Last week we went on holiday, and stayed in a Georgian house in Hampton Court Palace. It was awesome, but that's besides the point. The house came with some books, among them Tom Stoppard's Arcadia. A friend likes to quote obscure-sounding Stoppard from his amdram days, but I knew little about Mr. Stoppard's work, so a read seemed in order.
Arcadia is set in a Georgian country house (hence it being chosen for the bookshelf, I guess), in two time periods, in the modern day and 200 years ago. I'm sure reading a play is not the best way of experiencing it, but it's not bad, allows a bit of rewinding, and gives you details directly from the playwright, so I can't complain too much.

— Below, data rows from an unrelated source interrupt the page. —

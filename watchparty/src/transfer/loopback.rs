//! In-process swarm client for testing.
//!
//! [`LoopbackSwarm`] keeps published content in a process-local
//! registry: seeding registers a file, joining looks it up by magnet
//! URI. Download progress does not advance on its own — tests drive it
//! through [`advance_download`](LoopbackSwarm::advance_download),
//! [`set_peers`](LoopbackSwarm::set_peers) and
//! [`fail_transfer`](LoopbackSwarm::fail_transfer).

use std::collections::HashMap;

use parking_lot::Mutex;
use tokio::sync::mpsc;

use super::swarm::{
    LocalFile, SwarmError, SwarmEvent, SwarmStats, SwarmTicket, SwarmTransport, TransferId,
};

/// Capacity of each transfer's event channel.
const EVENT_BUFFER: usize = 8;

struct Entry {
    stats: SwarmStats,
    file_name: String,
    file_size: u64,
    magnet_uri: String,
    /// Seeding entries unpublish the content on removal; downloading
    /// entries leave the publication alone.
    seeder: bool,
    events: mpsc::Sender<SwarmEvent>,
}

/// Swarm client backed by an in-process content registry.
#[derive(Default)]
pub struct LoopbackSwarm {
    transfers: Mutex<HashMap<TransferId, Entry>>,
    /// Published content, keyed by magnet URI: info hash plus metadata.
    published: Mutex<HashMap<String, (String, String, u64)>>,
}

impl LoopbackSwarm {
    /// Create an empty loopback swarm client.
    #[must_use]
    pub fn new() -> Self {
        Self::default()
    }

    /// Advance a downloading transfer by `bytes`.
    ///
    /// Progress is recomputed from the byte counter; reaching the full
    /// file size emits [`SwarmEvent::Completed`].
    ///
    /// # Errors
    ///
    /// Returns [`SwarmError::NoSuchTransfer`] for unknown ids.
    pub fn advance_download(&self, id: &TransferId, bytes: u64) -> Result<(), SwarmError> {
        let completed_tx = {
            let mut transfers = self.transfers.lock();
            let entry = transfers
                .get_mut(id)
                .ok_or_else(|| SwarmError::NoSuchTransfer(id.clone()))?;
            entry.stats.downloaded = entry.stats.downloaded.saturating_add(bytes);
            if entry.stats.downloaded >= entry.file_size {
                entry.stats.downloaded = entry.file_size;
                entry.stats.progress = 1.0;
                entry.stats.download_speed = 0.0;
                Some(entry.events.clone())
            } else {
                entry.stats.progress = ratio(entry.stats.downloaded, entry.file_size);
                None
            }
        };
        if let Some(tx) = completed_tx {
            let _ = tx.try_send(SwarmEvent::Completed);
        }
        Ok(())
    }

    /// Set the connected peer count for a transfer.
    ///
    /// # Errors
    ///
    /// Returns [`SwarmError::NoSuchTransfer`] for unknown ids.
    pub fn set_peers(&self, id: &TransferId, num_peers: usize) -> Result<(), SwarmError> {
        let mut transfers = self.transfers.lock();
        let entry = transfers
            .get_mut(id)
            .ok_or_else(|| SwarmError::NoSuchTransfer(id.clone()))?;
        entry.stats.num_peers = num_peers;
        Ok(())
    }

    /// Set the transfer rates reported for a transfer.
    ///
    /// # Errors
    ///
    /// Returns [`SwarmError::NoSuchTransfer`] for unknown ids.
    pub fn set_speeds(&self, id: &TransferId, down: f64, up: f64) -> Result<(), SwarmError> {
        let mut transfers = self.transfers.lock();
        let entry = transfers
            .get_mut(id)
            .ok_or_else(|| SwarmError::NoSuchTransfer(id.clone()))?;
        entry.stats.download_speed = down;
        entry.stats.upload_speed = up;
        Ok(())
    }

    /// Fail a transfer, emitting [`SwarmEvent::Failed`].
    ///
    /// # Errors
    ///
    /// Returns [`SwarmError::NoSuchTransfer`] for unknown ids.
    pub fn fail_transfer(&self, id: &TransferId, detail: &str) -> Result<(), SwarmError> {
        let tx = {
            let transfers = self.transfers.lock();
            transfers
                .get(id)
                .map(|entry| entry.events.clone())
                .ok_or_else(|| SwarmError::NoSuchTransfer(id.clone()))?
        };
        let _ = tx.try_send(SwarmEvent::Failed(detail.to_string()));
        Ok(())
    }

    /// Number of transfers currently registered.
    #[must_use]
    pub fn active_transfers(&self) -> usize {
        self.transfers.lock().len()
    }

    fn register(
        &self,
        info_hash: String,
        magnet_uri: String,
        file_name: String,
        file_size: u64,
        seeder: bool,
        stats: SwarmStats,
    ) -> SwarmTicket {
        let (events_tx, events_rx) = mpsc::channel(EVENT_BUFFER);
        // Per-participation id: a seeder and a downloader of the same
        // content on one client must not collide.
        let id = TransferId::new(uuid::Uuid::now_v7().simple().to_string());
        self.transfers.lock().insert(
            id.clone(),
            Entry {
                stats,
                file_name: file_name.clone(),
                file_size,
                magnet_uri: magnet_uri.clone(),
                seeder,
                events: events_tx,
            },
        );
        SwarmTicket {
            id,
            magnet_uri,
            info_hash,
            file_name,
            file_size,
            events: events_rx,
        }
    }
}

impl SwarmTransport for LoopbackSwarm {
    async fn seed(&self, file: LocalFile) -> Result<SwarmTicket, SwarmError> {
        let info_hash = uuid::Uuid::now_v7().simple().to_string();
        let magnet_uri = format!("magnet:?xt=urn:btih:{info_hash}&dn={}", file.name);
        self.published.lock().insert(
            magnet_uri.clone(),
            (info_hash.clone(), file.name.clone(), file.size),
        );

        // A seeder holds the complete file from the start.
        let stats = SwarmStats {
            progress: 1.0,
            downloaded: file.size,
            ..SwarmStats::default()
        };
        Ok(self.register(info_hash, magnet_uri, file.name, file.size, true, stats))
    }

    async fn join(&self, swarm_id: &str) -> Result<SwarmTicket, SwarmError> {
        let (info_hash, file_name, file_size) = self
            .published
            .lock()
            .get(swarm_id)
            .cloned()
            .ok_or_else(|| SwarmError::UnknownSwarm(swarm_id.to_string()))?;

        Ok(self.register(
            info_hash,
            swarm_id.to_string(),
            file_name,
            file_size,
            false,
            SwarmStats::default(),
        ))
    }

    fn stats(&self, id: &TransferId) -> Result<SwarmStats, SwarmError> {
        self.transfers
            .lock()
            .get(id)
            .map(|entry| entry.stats)
            .ok_or_else(|| SwarmError::NoSuchTransfer(id.clone()))
    }

    async fn remove(&self, id: &TransferId) -> Result<(), SwarmError> {
        // Removing twice is a no-op by contract.
        if let Some(entry) = self.transfers.lock().remove(id)
            && entry.seeder
        {
            self.published.lock().remove(&entry.magnet_uri);
        }
        Ok(())
    }
}

#[allow(clippy::cast_precision_loss)]
fn ratio(downloaded: u64, total: u64) -> f64 {
    if total == 0 {
        1.0
    } else {
        downloaded as f64 / total as f64
    }
}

It's very good. It's dense with ideas and themes. It's not neat and tidy (deliberately so, given the themes), but you can see how it all weaves together. There are plenty of mathematical/physical themes running through, with determinism, entropy, chaos theory and the like. And Byron, and gardens, and sex and all other stuff, weaving through and jumbling up. It's pleasantly clever.
It reminds me of many different things. The woven themes and ideas remind me of Nelson's Curses. The Chaos Theory Early '90s Zeitgeist reminds me of Dirk Gently. The slightly flakey maths-as-understood-by-a-writer is a little bit Ian McEwan, but charming instead of irritating.
What I particularly like about it is the way that it's clever but accessible. It's not terribly hard-going to enjoy, yet I can see (much of) the structure and marvel at it all. Fun.